Image analytics has been applied for lesion detection in multiple organs as well as on histopathology images for identifying markers for cancer diagnosis and dosage optimization. Neural networks are optimized to handle these large images on mobile devices. Patients must upload an image of the affected area (like external lesions), and first-level analysis can be done on a mobile device. If the diagnosis is above a set threshold, it can be sent to the cloud for detailed imaging analysis or to healthcare professionals for review. These apps can further facilitate the sharing of these images with healthcare professionals for faster viewing and interpretation, expediting the diagnosis.

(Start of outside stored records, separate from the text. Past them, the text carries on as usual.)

//! The pipeline controller
//!
//! Drives the planned stage list for one provisioning request: resolves the
//! image source against the cache, runs each stage executor through the
//! supervisor, rescales stage-local progress into the global range, and
//! resolves to exactly one request-level terminal event.

use crate::command::executor_command;
use crate::plan::{PlanInputs, PlannedStage, StagePlan};
use provd_cache::{CacheLease, CacheManager};
use provd_config::Config;
use provd_errors::Error;
use provd_events::{EventReceiver, EventSender, StageEvent, TerminalEvent};
use provd_hash::{cache_key, Hash};
use provd_supervisor::{CancelFlag, StageCommand, StageOutcome, Supervisor, SupervisorConfig};
use provd_types::{ImageSource, ProvisioningRequest, StageKind};
use std::path::PathBuf;
use std::sync::Arc;
use std::time::Duration;
use tracing::{debug, info, warn};

/// Executes provisioning requests end to end
#[derive(Clone)]
pub struct PipelineController {
    cache: Arc<CacheManager>,
    supervisor: Supervisor,
    config: Arc<Config>,
}

impl PipelineController {
    #[must_use]
    pub fn new(cache: Arc<CacheManager>, supervisor: Supervisor, config: Arc<Config>) -> Self {
        Self {
            cache,
            supervisor,
            config,
        }
    }

    /// Run one request to its terminal event
    ///
    /// Never returns an error: any internal failure is converted into a
    /// failure terminal at this boundary, so a request cannot end without
    /// an outcome. The caller owns delivery of the returned terminal.
    pub async fn run(
        &self,
        request: &ProvisioningRequest,
        events: &EventSender,
        cancel: &CancelFlag,
    ) -> TerminalEvent {
        match self.run_inner(request, events, cancel).await {
            Ok(terminal) => terminal,
            Err(e) if e.is_cancellation() => {
                debug!(request = %request.request_id, "provisioning cancelled");
                TerminalEvent::failure("provisioning cancelled")
            }
            Err(e) => {
                warn!(request = %request.request_id, error = %e, "provisioning failed");
                TerminalEvent::failure(e.to_string())
            }
        }
    }

    async fn run_inner(
        &self,
        request: &ProvisioningRequest,
        events: &EventSender,
        cancel: &CancelFlag,
    ) -> Result<TerminalEvent, Error> {
        self.emit(
            events,
            cancel,
            StageEvent::progress("Checking image cache", 0).with_stage(StageKind::CacheLookup),
        )
        .await;

        // Resolve the image source. A cache hit or local path yields the
        // image immediately; a download URL miss means a fresh fetch. A
        // client-supplied key is already the derived hash, so it is parsed
        // and used as-is rather than hashed again.
        let key = match &request.source {
            ImageSource::LocalPath(_) => None,
            ImageSource::CacheKey(raw) => match Hash::from_hex(raw) {
                Ok(parsed) => Some(parsed),
                Err(_) => {
                    return Ok(TerminalEvent::failure(format!(
                        "not a valid cache key: {raw}"
                    )))
                }
            },
            ImageSource::DownloadUrl(url) => Some(cache_key(url)),
        };

        let cached = match key.as_ref() {
            Some(key) => self.cache.lookup(key).await?,
            None => None,
        };

        let mut lease: Option<CacheLease> = None;
        let mut image_path: Option<PathBuf> = None;
        let mut download_url: Option<String> = None;

        match (&request.source, cached) {
            (ImageSource::LocalPath(path), _) => {
                if !path.exists() {
                    return Ok(TerminalEvent::failure(format!(
                        "local image not found: {}",
                        path.display()
                    )));
                }
                image_path = Some(path.clone());
            }
            (source, Some((entry, held))) => {
                info!(
                    request = %request.request_id,
                    locator = %source.locator(),
                    "image served from cache"
                );
                image_path = Some(entry.path);
                lease = Some(held);
            }
            (ImageSource::CacheKey(raw_key), None) => {
                return Ok(TerminalEvent::failure(format!(
                    "no cached image for key {raw_key}"
                )))
            }
            (ImageSource::DownloadUrl(url), None) => download_url = Some(url.clone()),
        }

        let fresh_download = download_url.is_some();
        let compressed = download_url
            .as_deref()
            .is_some_and(|url| url.ends_with(".gz"));
        let plan = StagePlan::build(PlanInputs {
            fresh_download,
            compressed,
            has_configuration: request.configuration.is_some(),
        });

        let workdir = tempfile::tempdir()?;
        let downloaded = workdir.path().join("image.download");
        let decompressed = workdir.path().join("image.raw");
        let mut config_warning: Option<String> = None;

        for stage in plan.iter() {
            if cancel.is_cancelled() {
                return Err(Error::Cancelled);
            }

            let args = match stage.kind {
                StageKind::Download => {
                    let url = download_url
                        .clone()
                        .ok_or_else(|| Error::internal("download stage without a URL"))?;
                    vec![
                        "--url".to_string(),
                        url,
                        "--output".to_string(),
                        downloaded.display().to_string(),
                    ]
                }
                StageKind::Decompress => vec![
                    "--input".to_string(),
                    downloaded.display().to_string(),
                    "--output".to_string(),
                    decompressed.display().to_string(),
                ],
                StageKind::ChecksumVerify => {
                    // Register the fetched image in the cache first; the
                    // verify stage then re-reads the stored object against
                    // its recorded hash before it ever touches a device.
                    let source_file = if compressed { &decompressed } else { &downloaded };
                    let key = key
                        .as_ref()
                        .ok_or_else(|| Error::internal("fresh download without a cache key"))?;
                    let (entry, held) = self.cache.store(key, source_file, None).await?;
                    image_path = Some(entry.path.clone());
                    lease = Some(held);
                    self.evict_opportunistically().await;

                    vec![
                        "--path".to_string(),
                        entry.path.display().to_string(),
                        "--expected".to_string(),
                        entry.content_hash.to_hex(),
                    ]
                }
                StageKind::DeviceFormat => {
                    vec!["--device".to_string(), request.device_id.clone()]
                }
                StageKind::ImageWrite => {
                    let image = image_path
                        .as_ref()
                        .ok_or_else(|| Error::internal("write stage without an image"))?;
                    vec![
                        "--image".to_string(),
                        image.display().to_string(),
                        "--device".to_string(),
                        request.device_id.clone(),
                    ]
                }
                StageKind::PostInstallConfigure => {
                    let document = workdir.path().join("configuration.json");
                    let settings = request
                        .configuration
                        .as_ref()
                        .ok_or_else(|| Error::internal("configure stage without a document"))?;
                    tokio::fs::write(&document, serde_json::to_vec(settings)?)
                        .await
                        .map_err(|e| Error::io_with_path(&e, &document))?;
                    vec![
                        "--target".to_string(),
                        request.device_id.clone(),
                        "--document".to_string(),
                        document.display().to_string(),
                    ]
                }
                StageKind::CacheLookup => continue, // never planned as external
            };

            let command = executor_command(&self.config.stages, stage.kind, args)?;
            let outcome = self
                .run_stage(request, &command, *stage, events, cancel)
                .await?;

            if outcome.is_cancelled() {
                return Err(Error::Cancelled);
            }

            if outcome.terminal.success {
                self.emit(
                    events,
                    cancel,
                    StageEvent::progress(
                        format!("{} complete", stage.kind),
                        stage.rescale(100),
                    )
                    .with_stage(stage.kind),
                )
                .await;
                continue;
            }

            // Configuration failure downgrades to a warning on an
            // otherwise successful install; everything else aborts.
            if stage.kind == StageKind::PostInstallConfigure {
                let reason = outcome
                    .terminal
                    .error
                    .unwrap_or_else(|| "configuration stage failed".to_string());
                warn!(request = %request.request_id, %reason, "configuration stage failed");
                config_warning = Some(reason);
                continue;
            }

            return Ok(outcome.terminal);
        }

        drop(lease);

        let terminal = TerminalEvent::success(format!(
            "Provisioning of {} complete",
            request.device_id
        ));
        Ok(match config_warning {
            Some(warning) => terminal.with_warning(warning),
            None => terminal,
        })
    }

    async fn run_stage(
        &self,
        request: &ProvisioningRequest,
        command: &StageCommand,
        stage: PlannedStage,
        events: &EventSender,
        cancel: &CancelFlag,
    ) -> Result<StageOutcome, Error> {
        let (stage_tx, stage_rx) = provd_events::channel();
        let forwarder = tokio::spawn(forward_rescaled(
            stage_rx,
            events.clone(),
            stage,
            cancel.clone(),
        ));

        let result = self
            .supervisor
            .run(
                request.request_id,
                command,
                &self.supervisor_config(stage.kind),
                &stage_tx,
                cancel,
            )
            .await;

        drop(stage_tx);
        let _ = forwarder.await;
        result
    }

    fn supervisor_config(&self, kind: StageKind) -> SupervisorConfig {
        let timeouts = &self.config.timeouts;
        let overall = match kind {
            // Long-running stages are bounded by the silence timeout only
            StageKind::Download | StageKind::Decompress | StageKind::ImageWrite => None,
            _ => Some(timeouts.quick_stage_timeout()),
        };
        SupervisorConfig {
            startup_grace: timeouts.startup_grace(),
            silence_timeout: timeouts.silence_timeout(),
            overall_timeout: overall,
            termination_grace: timeouts.termination_grace(),
            poll_interval: timeouts.poll_interval(),
            ..SupervisorConfig::default()
        }
    }

    async fn evict_opportunistically(&self) {
        let max_age = Duration::from_secs(u64::from(self.config.cache.max_age_days) * 86_400);
        match self
            .cache
            .evict(self.config.cache.max_total_bytes, max_age)
            .await
        {
            Ok(stats) if stats.evicted_by_age + stats.evicted_by_size > 0 => {
                debug!(
                    removed = stats.evicted_by_age + stats.evicted_by_size,
                    bytes = stats.bytes_freed,
                    "cache eviction after store"
                );
            }
            Ok(_) => {}
            Err(e) => warn!(error = %e, "cache eviction failed"),
        }
    }

    /// Forward one controller-generated event; a refused send means the
    /// consumer is gone, which is a cancellation.
    async fn emit(&self, events: &EventSender, cancel: &CancelFlag, event: StageEvent) {
        if events.send(event).await.is_err() {
            cancel.cancel();
        }
    }
}

/// Forward stage events to the request channel, rescaling progress into
/// the stage's global percent range
async fn forward_rescaled(
    mut rx: EventReceiver,
    events: EventSender,
    stage: PlannedStage,
    cancel: CancelFlag,
) {
    while let Some(event) = rx.recv().await {
        let event = match event {
            StageEvent::Progress(mut p) => {
                p.percent = stage.rescale(p.percent);
                StageEvent::Progress(p)
            }
            other => other,
        };
        if events.send(event).await.is_err() {
            cancel.cancel();
            break;
        }
    }
}
//! Image download error types

use thiserror::Error;

#[derive(Debug, Clone, Error)]
pub enum NetworkError {
    #[error("timed out fetching {url}")]
    Timeout { url: String },

    #[error("connection refused: {0}")]
    ConnectionRefused(String),

    #[error("not a valid download URL: {0}")]
    InvalidUrl(String),

    #[error("image download failed: {0}")]
    DownloadFailed(String),

    #[error("server answered HTTP {status}: {message}")]
    HttpError { status: u16, message: String },

    #[error("downloaded image checksum mismatch: expected {expected}, got {actual}")]
    ChecksumMismatch { expected: String, actual: String },
}
//! Pipeline stage identifiers

use serde::{Deserialize, Serialize};
use std::fmt;

/// One discrete unit of the provisioning pipeline
#[derive(Debug, Clone, Copy, PartialEq, Eq, Hash, Serialize, Deserialize)]
#[serde(rename_all = "kebab-case")]
pub enum StageKind {
    CacheLookup,
    Download,
    Decompress,
    ChecksumVerify,
    DeviceFormat,
    ImageWrite,
    PostInstallConfigure,
}

impl StageKind {
    /// Stable identifier used in wire records and logs
    #[must_use]
    pub fn as_str(self) -> &'static str {
        match self {
            Self::CacheLookup => "cache-lookup",
            Self::Download => "download",
            Self::Decompress => "decompress",
            Self::ChecksumVerify => "checksum-verify",
            Self::DeviceFormat => "device-format",
            Self::ImageWrite => "image-write",
            Self::PostInstallConfigure => "post-install-configure",
        }
    }

    /// Whether this stage runs as a supervised child process
    ///
    /// Cache lookup is the only in-process stage; everything else is an
    /// external stage executor.
    #[must_use]
    pub fn is_external(self) -> bool {
        !matches!(self, Self::CacheLookup)
    }
}

impl fmt::Display for StageKind {
    fn fmt(&self, f: &mut fmt::Formatter<'_>) -> fmt::Result {
        f.write_str(self.as_str())
    }
}
#![deny(clippy::pedantic, unsafe_code)]
#![allow(clippy::module_name_repetitions)]

//! Child-process supervision for stage executors
//!
//! A [`Supervisor`] runs exactly one stage executor as a child process and
//! yields its stage events live. Standard output and standard error are
//! drained on independent tasks into a single bounded queue, so a slow or
//! silent stream cannot starve the other. Three independent triggers
//! terminate a stage (silence/overall timeout, caller cancellation, and
//! global shutdown), and all converge on the same path: SIGTERM, bounded
//! grace, SIGKILL, then a final drain.
//!
//! The load-bearing guarantee: every run yields exactly one terminal
//! event. If the child never produced one (crash, kill, non-zero exit with
//! no structured output), the supervisor synthesizes a failure terminal
//! carrying the exit status and the captured diagnostic tail.

mod cancel;
mod command;
mod registry;
mod supervise;

pub use cancel::CancelFlag;
pub use command::StageCommand;
pub use registry::{ActiveProcessRecord, ProcessRegistry};
pub use supervise::{StageOutcome, Supervisor, SupervisorConfig, TerminationKind};
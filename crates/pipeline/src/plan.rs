//! Stage planning and global percent partitioning
//!
//! The list of stages that will actually run depends on the request: a
//! cache hit skips download and decompress, a raw image skips decompress,
//! a request without a configuration document skips the configure stage.
//! Each planned stage owns a disjoint sub-range of the global 0–100
//! percent, sized by its weight relative to the other planned stages, so
//! a shorter pipeline stretches to fill the full range.

use provd_types::StageKind;

fn weight(kind: StageKind) -> u64 {
    match kind {
        StageKind::CacheLookup => 0, // in-process, instantaneous
        StageKind::Download => 50,
        StageKind::Decompress => 15,
        StageKind::ChecksumVerify => 5,
        StageKind::DeviceFormat => 10,
        StageKind::ImageWrite => 25,
        StageKind::PostInstallConfigure => 5,
    }
}

/// One stage with its slice of the global percentage
#[derive(Debug, Clone, Copy, PartialEq, Eq)]
pub struct PlannedStage {
    pub kind: StageKind,
    /// Global percent when this stage starts
    pub start: u8,
    /// Global percent when this stage completes
    pub end: u8,
}

impl PlannedStage {
    /// Rescale a stage-local 0–100 percent into this stage's global range
    #[must_use]
    pub fn rescale(&self, stage_percent: u8) -> u8 {
        let span = u64::from(self.end - self.start);
        let local = u64::from(stage_percent.min(100));
        #[allow(clippy::cast_possible_truncation)]
        let offset = ((local * span) / 100) as u8;
        self.start + offset
    }
}

/// Inputs that decide which stages run
#[derive(Debug, Clone, Copy)]
pub struct PlanInputs {
    /// Image must be fetched (no cache hit, not a local path)
    pub fresh_download: bool,
    /// Fetched image is gzip-compressed
    pub compressed: bool,
    /// Request carries a first-boot configuration document
    pub has_configuration: bool,
}

/// The ordered list of stages for one request
#[derive(Debug, Clone)]
pub struct StagePlan {
    stages: Vec<PlannedStage>,
}

impl StagePlan {
    /// Build the plan for a request
    #[must_use]
    pub fn build(inputs: PlanInputs) -> Self {
        let mut kinds = Vec::new();
        if inputs.fresh_download {
            kinds.push(StageKind::Download);
            if inputs.compressed {
                kinds.push(StageKind::Decompress);
            }
            // Verifies the freshly stored cache object against its
            // recorded hash before it touches a device
            kinds.push(StageKind::ChecksumVerify);
        }
        kinds.push(StageKind::DeviceFormat);
        kinds.push(StageKind::ImageWrite);
        if inputs.has_configuration {
            kinds.push(StageKind::PostInstallConfigure);
        }

        let total: u64 = kinds.iter().map(|k| weight(*k)).sum();
        let mut stages = Vec::with_capacity(kinds.len());
        let mut cumulative: u64 = 0;
        for kind in kinds {
            #[allow(clippy::cast_possible_truncation)]
            let start = ((cumulative * 100) / total) as u8;
            cumulative += weight(kind);
            #[allow(clippy::cast_possible_truncation)]
            let end = ((cumulative * 100) / total) as u8;
            stages.push(PlannedStage { kind, start, end });
        }

        Self { stages }
    }

    pub fn iter(&self) -> impl Iterator<Item = &PlannedStage> {
        self.stages.iter()
    }

    #[must_use]
    pub fn len(&self) -> usize {
        self.stages.len()
    }

    #[must_use]
    pub fn is_empty(&self) -> bool {
        self.stages.is_empty()
    }

    #[must_use]
    pub fn contains(&self, kind: StageKind) -> bool {
        self.stages.iter().any(|s| s.kind == kind)
    }
}
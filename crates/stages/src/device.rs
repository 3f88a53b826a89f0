//! Device preparation and image writing stage executors
//!
//! Both operate on a block device path, but accept any writable file so
//! the logic is testable without real hardware or root.

use crate::report::{PercentGate, Reporter};
use provd_errors::{Error, ExecutorError};
use provd_events::TerminalEvent;
use std::io::Write;
use std::path::Path;
use tokio::fs::{File, OpenOptions};
use tokio::io::{AsyncReadExt, AsyncWriteExt};

const COPY_BUF_SIZE: usize = 1024 * 1024;

/// Size of the region zeroed to invalidate MBR and primary GPT structures
const PARTITION_TABLE_WIPE_BYTES: u64 = 1024 * 1024;

/// Best-effort unmount; a device that was never mounted is not an error
pub(crate) async fn unmount(target: &Path) {
    let result = tokio::process::Command::new("umount")
        .arg(target)
        .output()
        .await;
    if let Ok(output) = result {
        if !output.status.success() {
            eprintln!(
                "umount {}: {}",
                target.display(),
                String::from_utf8_lossy(&output.stderr).trim()
            );
        }
    }
}

fn open_failed(device: &Path, e: &std::io::Error) -> Error {
    if e.kind() == std::io::ErrorKind::PermissionDenied {
        ExecutorError::DeviceError {
            device: device.display().to_string(),
            message: "permission denied (not running with device access?)".to_string(),
        }
        .into()
    } else {
        Error::io_with_path(e, device)
    }
}

/// Wipe the partition-table region of `device`
///
/// Unmounts first (best effort), then zeroes the leading region and syncs.
/// The kernel rereads an empty table on the next open.
///
/// # Errors
/// Fails if the device cannot be opened or written.
pub async fn format_device<W: Write>(
    device: &Path,
    reporter: &mut Reporter<W>,
) -> Result<TerminalEvent, Error> {
    reporter.progress(format!("Preparing {}", device.display()), 0);
    unmount(device).await;

    let mut handle = OpenOptions::new()
        .write(true)
        .open(device)
        .await
        .map_err(|e| open_failed(device, &e))?;

    let device_len = handle
        .metadata()
        .await
        .map_err(|e| Error::io_with_path(&e, device))?
        .len();
    // Regular files used in tests may be smaller than the wipe region
    let wipe = if device_len > 0 {
        PARTITION_TABLE_WIPE_BYTES.min(device_len)
    } else {
        PARTITION_TABLE_WIPE_BYTES
    };

    reporter.progress("Clearing partition table", 50);
    #[allow(clippy::cast_possible_truncation)]
    let zeros = vec![0u8; wipe as usize];
    handle
        .write_all(&zeros)
        .await
        .map_err(|e| Error::io_with_path(&e, device))?;
    handle
        .sync_all()
        .await
        .map_err(|e| Error::io_with_path(&e, device))?;

    reporter.progress("Device ready", 100);
    Ok(TerminalEvent::success(format!(
        "Formatted {} ({wipe} bytes cleared)",
        device.display()
    )))
}

/// Stream the raw image at `image` onto `device`
///
/// # Errors
/// Fails if either file cannot be opened or the copy fails.
pub async fn write_image<W: Write>(
    image: &Path,
    device: &Path,
    reporter: &mut Reporter<W>,
) -> Result<TerminalEvent, Error> {
    let total = tokio::fs::metadata(image)
        .await
        .map_err(|e| Error::io_with_path(&e, image))?
        .len();

    let mut source = File::open(image)
        .await
        .map_err(|e| Error::io_with_path(&e, image))?;
    let mut sink = OpenOptions::new()
        .write(true)
        .create(true)
        .truncate(false)
        .open(device)
        .await
        .map_err(|e| open_failed(device, &e))?;

    reporter.progress(format!("Writing image to {}", device.display()), 0);

    let mut buffer = vec![0u8; COPY_BUF_SIZE];
    let mut written: u64 = 0;
    let mut gate = PercentGate::new();
    loop {
        let read = source
            .read(&mut buffer)
            .await
            .map_err(|e| Error::io_with_path(&e, image))?;
        if read == 0 {
            break;
        }
        sink.write_all(&buffer[..read])
            .await
            .map_err(|e| Error::io_with_path(&e, device))?;
        written += read as u64;
        if let Some(percent) = gate.advance(written, total) {
            reporter.progress(format!("Wrote {written} of {total} bytes"), percent);
        }
    }

    // The image is not on the device until the kernel says so
    sink.flush()
        .await
        .map_err(|e| Error::io_with_path(&e, device))?;
    sink.sync_all()
        .await
        .map_err(|e| Error::io_with_path(&e, device))?;

    Ok(TerminalEvent::success(format!(
        "Wrote {written} bytes to {}",
        device.display()
    )))
}
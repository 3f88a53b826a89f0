//! Stage executor command description

use provd_types::StageKind;
use std::path::PathBuf;

/// The external program to run for one stage
#[derive(Debug, Clone)]
pub struct StageCommand {
    pub kind: StageKind,
    pub program: PathBuf,
    pub args: Vec<String>,
}

impl StageCommand {
    #[must_use]
    pub fn new(kind: StageKind, program: impl Into<PathBuf>) -> Self {
        Self {
            kind,
            program: program.into(),
            args: Vec::new(),
        }
    }

    #[must_use]
    pub fn arg(mut self, arg: impl Into<String>) -> Self {
        self.args.push(arg.into());
        self
    }

    #[must_use]
    pub fn args<I, S>(mut self, args: I) -> Self
    where
        I: IntoIterator<Item = S>,
        S: Into<String>,
    {
        self.args.extend(args.into_iter().map(Into::into));
        self
    }
}
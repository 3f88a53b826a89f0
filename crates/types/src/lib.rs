#![deny(clippy::pedantic, unsafe_code)]
#![allow(clippy::module_name_repetitions)]

//! Shared data model for the provd provisioning daemon

pub mod request;
pub mod stage;

pub use request::{ConfigDocument, ImageSource, ProvisioningRequest, RawProvisioningRequest};
pub use stage::StageKind;
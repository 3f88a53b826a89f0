#![deny(clippy::pedantic, unsafe_code)]
#![allow(clippy::module_name_repetitions)]

//! Error types for the provd provisioning daemon
//!
//! One enum per domain (cache, executor, network, server, config, input),
//! aggregated into [`Error`] for cross-crate boundaries. Cancellation is a
//! first-class variant so callers can keep it out of the error logs.

use thiserror::Error;

pub mod cache;
pub mod config;
pub mod executor;
pub mod input;
pub mod network;
pub mod server;

pub use cache::CacheError;
pub use config::ConfigError;
pub use executor::ExecutorError;
pub use input::InputError;
pub use network::NetworkError;
pub use server::ServerError;

#[derive(Debug, Clone, Error)]
pub enum Error {
    #[error("cache error: {0}")]
    Cache(#[from] CacheError),

    #[error("network error: {0}")]
    Network(#[from] NetworkError),

    #[error("executor error: {0}")]
    Executor(#[from] ExecutorError),

    #[error("server error: {0}")]
    Server(#[from] ServerError),

    #[error("config error: {0}")]
    Config(#[from] ConfigError),

    #[error("input error: {0}")]
    Input(#[from] InputError),

    #[error("internal error: {0}")]
    Internal(String),

    #[error("operation cancelled")]
    Cancelled,

    #[error("I/O error: {message}")]
    Io {
        kind: std::io::ErrorKind,
        message: String,
        path: Option<std::path::PathBuf>,
    },
}

impl Error {
    pub fn internal(msg: impl Into<String>) -> Self {
        Self::Internal(msg.into())
    }

    /// An I/O error annotated with the path being touched
    pub fn io_with_path(err: &std::io::Error, path: impl Into<std::path::PathBuf>) -> Self {
        Self::Io {
            kind: err.kind(),
            message: err.to_string(),
            path: Some(path.into()),
        }
    }

    /// Whether this error is a cancellation (benign, never logged as a fault)
    #[must_use]
    pub fn is_cancellation(&self) -> bool {
        matches!(
            self,
            Self::Cancelled | Self::Executor(ExecutorError::Cancelled)
        )
    }
}

impl From<std::io::Error> for Error {
    fn from(err: std::io::Error) -> Self {
        Self::Io {
            kind: err.kind(),
            message: err.to_string(),
            path: None,
        }
    }
}

impl From<serde_json::Error> for Error {
    fn from(err: serde_json::Error) -> Self {
        Self::Internal(format!("JSON error: {err}"))
    }
}

pub type Result<T> = std::result::Result<T, Error>;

The image analytics platforms can be developed into web services or mobile apps where patients, healthcare professionals, or hospitals can upload the imaging data, which can be stored in the cloud, where AI-ML models can analyze the data. The companion app can communicate the outcomes with healthcare professionals or oncologists. The increasing demand for digital solutions and computer-aided diagnostics also opens a market potential for imaging analytics software.
A key aspect of continuum care and longer treatment regimens is the patient’s mental health, including stress, anxiety, and depression.
Digital companions can provide mental health tools for self-care; these include gamification and immersive patient interaction options. An emotional well-being companion may consider the analysis of a user’s audio, video, and text to provide timely alerts and gamified interventions when urgent attention is needed. These interventions can be suggested based on an individual’s geolocation as well as hobbies or interests for a more personalized experience.
Digital companions can be augmented with technology enabling healthcare professionals to monitor remotely and take prompt action.
HCP-patient interaction can be facilitated using remote monitoring and immersive modalities, such as:
Telemedicine: Companion apps provide an option to schedule virtual or physical appointments with healthcare professionals or specialists depending on the patient’s condition. The app also offers features to remind the patients of appointments. Further, the outcomes of remote monitoring modalities can be automatically conveyed to the healthcare professional to enable quick action in case any discrepancies are observed.
Patient engagement using AR-VR: Immersive options, delivered though augmented reality (AR) and virtual reality (VR) solutions can be used to educate patients – in an interactive manner – about their condition and the treatment they are being provided. Virtual interactions between patients and healthcare professionals, as well as telemedicine, are possible using avatars, which offer a more realistic experience, improving patient adherence. Immersive options that can motivate patient adherence toward treatments using gamification and interactive methods for better engagement can be explored.
Digital companions and remote monitoring are also being explored by pharma companies as ways to evaluate the medical products in the market and the continuum of care for patients. The enablers (including point of care, use of bio twins, imaging data, and the like) can be applied by pharma companies as digital companions to the treatment procedure in the continuum of care. They provide objective individual outcomes and real-world data that pharma companies can use as a guide to design personalized treatment regimens as well as monitor adverse outcomes.
Real-world data can be analyzed to generate real-world evidence to assess the long-term efficacy or side effects of a drug beyond traditional clinical trials and epidemiological studies. Further, these enablers can be used in point-of-care settings facilitating the immediate tracking and recording of outcomes. Improving patient experience and understanding their treatment using cutting-edge technologies, including gamification, AI-ML, AR, and VR, can also improve adherence toward treatment thereby, improving outcomes and business impact of a drug or medical product.